Pouco aproveitado pelo Furacão, Tartá voltou para o Rio em julho. Inicialmente integrou a equipe do Fluminense, que disputou o Brasileiro Sub-23. Tartá temeu pela carreira, mas não desistiu. O duro trabalho foi recompensado há quatro rodadas, quando ele conquistou de vez a confiança de Muricy Ramalho. Feliz com a reviravolta, o atacante atendeu à imprensa na tarde desta segunda-feira, na Lagoa Rodrigues de Freitas e falou sobre as chances do Fluminense de ser campeão, sobre seus sonhos e difíceis momentos que enfrentou.
- Para algumas pessoas, o deserto é um pouco mais longo. Demorei quase um ano para percorrer o meu. Mas tive fé, paciência e trabalhei. Tinha duas alternativas: continuar tentando ou desisitir. Preferi a primeira opção - disse Tartá.
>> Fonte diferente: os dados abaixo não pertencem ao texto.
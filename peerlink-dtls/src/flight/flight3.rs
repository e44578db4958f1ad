use super::*;
use crate::cipher_suite::*;
use crate::crypto::*;
use crate::curve::named_curve::NamedCurve;
use crate::extension::*;
use crate::handshaker::srv_cli_str;
use crate::*;

use log::debug;

/// Client: processes ServerHello through ServerHelloDone. On success the
/// server parameters are fixed and the pre-master secret is known.
pub(super) fn parse(
    state: &mut State,
    cache: &HandshakeCache,
    cfg: &HandshakeConfig,
) -> Result<Flight, FlightError> {
    let epoch = cfg.initial_epoch;
    let (seq, msgs) = match cache.full_pull_map(
        state.handshake_recv_sequence,
        &[
            rule(HandshakeType::ServerHello, epoch, false),
            rule(HandshakeType::Certificate, epoch, false),
            rule(HandshakeType::ServerKeyExchange, epoch, false),
            HandshakeCachePullRule::new(HandshakeType::CertificateRequest, epoch, false, true),
            rule(HandshakeType::ServerHelloDone, epoch, false),
        ],
    ) {
        Ok((seq, msgs)) => (seq, msgs),
        // Flight still incomplete
        Err(_) => return Err((None, None)),
    };

    let Some(HandshakeMessage::ServerHello(server_hello)) = msgs.get(&HandshakeType::ServerHello)
    else {
        return Err((Some(Alert::fatal(AlertDescription::InternalError)), None));
    };

    if server_hello.version != PROTOCOL_VERSION1_2 {
        return Err(alert_fatal(
            AlertDescription::ProtocolVersion,
            Error::ErrUnsupportedProtocolVersion,
        ));
    }
    state.negotiated_version = server_hello.version;

    let mut srtp_answered = false;
    for extension in &server_hello.extensions {
        match extension {
            Extension::UseSrtp(e) => {
                srtp_answered = true;
                match find_matching_srtp_profile(
                    &e.protection_profiles,
                    &cfg.local_srtp_protection_profiles,
                ) {
                    Ok(profile) => state.srtp_protection_profile = profile,
                    Err(_) => {
                        return Err(alert_fatal(
                            AlertDescription::IllegalParameter,
                            Error::ErrClientNoMatchingSrtpProfile,
                        ));
                    }
                }
            }
            Extension::UseExtendedMasterSecret(_) => {
                if cfg.extended_master_secret != ExtendedMasterSecretType::Disable {
                    state.extended_master_secret = true;
                }
            }
            _ => {}
        }
    }

    if !cfg.local_srtp_protection_profiles.is_empty() && !srtp_answered {
        return Err(alert_fatal(
            AlertDescription::InsufficientSecurity,
            Error::ErrRequestedButNoSrtpExtension,
        ));
    }

    if cfg.extended_master_secret == ExtendedMasterSecretType::Require
        && !state.extended_master_secret
    {
        return Err(alert_fatal(
            AlertDescription::InsufficientSecurity,
            Error::ErrExtendedMasterSecretRequired,
        ));
    }

    if !cfg.local_cipher_suites.contains(&server_hello.cipher_suite) {
        return Err(alert_fatal(
            AlertDescription::InsufficientSecurity,
            Error::ErrCipherSuiteNoIntersection,
        ));
    }
    let cipher_suite = cipher_suite_for_id(server_hello.cipher_suite)
        .map_err(|err| alert_fatal(AlertDescription::InsufficientSecurity, err))?;
    debug!(
        "[handshake:{}] use cipher suite: {}",
        srv_cli_str(state.is_client),
        cipher_suite.to_string()
    );
    state.cipher_suite = Some(cipher_suite);
    state.remote_random = server_hello.random.clone();

    let Some(HandshakeMessage::Certificate(certificate)) = msgs.get(&HandshakeType::Certificate)
    else {
        return Err((Some(Alert::fatal(AlertDescription::InternalError)), None));
    };
    if let Err(err) = load_certs(&certificate.certificate) {
        return Err(alert_fatal(AlertDescription::BadCertificate, err));
    }
    state.peer_certificates.clone_from(&certificate.certificate);

    let Some(HandshakeMessage::ServerKeyExchange(ske)) =
        msgs.get(&HandshakeType::ServerKeyExchange)
    else {
        return Err((Some(Alert::fatal(AlertDescription::InternalError)), None));
    };
    if ske.named_curve == NamedCurve::Unsupported {
        return Err(alert_fatal(
            AlertDescription::IllegalParameter,
            Error::ErrInvalidNamedCurve,
        ));
    }

    let (client_random, server_random) = state.client_and_server_random();
    let expected_msg = value_key_message(
        &client_random,
        &server_random,
        &ske.public_key,
        ske.named_curve,
    );
    if let Err(err) = verify_key_signature(
        &expected_msg,
        ske.algorithm.hash,
        &ske.signature,
        &state.peer_certificates,
    ) {
        return Err(alert_fatal(AlertDescription::BadCertificate, err));
    }

    state.named_curve = ske.named_curve;
    let keypair = ske
        .named_curve
        .generate_keypair()
        .map_err(|err| alert_fatal(AlertDescription::IllegalParameter, err))?;
    state.pre_master_secret = keypair
        .shared_secret(&ske.public_key)
        .map_err(|err| alert_fatal(AlertDescription::IllegalParameter, err))?;
    state.local_keypair = Some(keypair);

    state.remote_requested_certificate =
        msgs.contains_key(&HandshakeType::CertificateRequest);
    state.handshake_recv_sequence = seq;

    Ok(Flight::Flight5)
}

pub(super) fn generate(
    state: &mut State,
    _cache: &HandshakeCache,
    cfg: &HandshakeConfig,
) -> Result<Vec<Packet>, FlightError> {
    Ok(vec![Packet::plaintext(handshake_record(
        0,
        HandshakeMessage::ClientHello(super::flight1::client_hello(state, cfg)),
    ))])
}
Confira abaixo, alguns trechos da animada entrevista com o herói Tartá.
Tartá prega humildade para fazer história no Flu
INÍCIO
"Estou no Fluminense desde os 12 anos de idade. Enfrentei muita dificuldade em Xerém até conseguir chegar a categoria principal. Sonhava em um dia treinar com o grupo principal, em um dia fazer um gol como profissional. Mas ter a chance de ser campeão brasileiro é especial, principalmente para quem veio de Xerém."
BRIGA PELO TÍTULO
"Temos mais quatro jogos para conquistar nosso objetivo. O Fluminense tem feito a sua parte e tem feito por merecer nos últimos anos. Chegamos perto do título na Libertadores de 2008 e na Sul-Americana de 2009. Ano passado, brigamos para não cair. Portanto, o clube e a torcida são merecedores desse título."
O MESTRE
"Muricy Ramalho tem sido muito importante nessa nova fase de miha carreira. Mas Renato Gaúcho é um treinador que nunca esquecerei. Ele foi o primeiro a apostar no meu futebol e acredita em mim até hoje. Aprendi muito com ele. A gratidão que eu e minha família temos por ele é imensa."
PADRINHOS
"Tenho muitos padrinhos no futebol. Não gosto de citar nomes, pois sou querido por todos, como Fred, que sempre me aconselha. Até quando estava em Curitiba ele me telefonava. Deco, Belletti também gostam muito de mim. Somália (ex-Fluminense) até já me levou para comprar roupas. Sou um cara privilegiado."
FAMÍLIA
"A família é a base de tudo. Ainda vivo com meus pais (Alcimar e Marli), meus irmãos (Vinicius, 13 anos, e Vanessa, 17) e recebo aquela energia boa deles para conseguir alcançar meus objetivos. É claro que tem dias em que chegamos em casa meio cabisbaixos e pensamos: "Pô, não aconteceu". É quando entra a família com muito apoio. E olho e penso que não posso desistir."
NOVA CHANCE
"Sempre tive fé, mas sabia que era complicado pelo fato de o grupo contar com outros atacantes de qualidade. Mas tinha fé no meu sonho e que seria legal voltar a jogar e fazer gol, como no último jogo. Pensava nessas coisas. Graças a Deus, antes do ultimo jogo já vem acontecendo e está sendo muito bom."
OSTRACISMO
"Algumas vezes o trem foge do trilho, aí fica complicado, ainda quando você é novo. Se a pessoa não for competente, a hora dela não vai chegar. Mas a família incentiva e sempre acontece algo bom. Às vezes você anda na rua e aparece um senhor ou uma senhora que se aproxima e fala. De repente você para e pensa onde está errando. Onde tem de melhorar para que as coisas voltem a caminhar da melhor forma e o trem vote para o trilho."
AMIZADE COM FRED
"Ligava de Curitiba para Fred todo dia para saber como ele estava e ele me perguntava se eu estava bem. Mas eu sempre falava que queria voltar e acabei conseguindo. Muitos dizem que fui devolvido, mas eu que pedi para voltar. Perturbei muito a vida de Fred. Ele conhece a minha personalidade, que sou um cara de grupo e sempre me deu força. Podemos dizer que ele é um bom padrinho."
FUTURO
"Eu não tenho pressa de ir para a Europa. Tenho pressa de para trabalhar. Ao parece, está chegando a hora de o meu trabalho ser reconhecido no Fluminense. No momento certo, as coisas vão acontecer."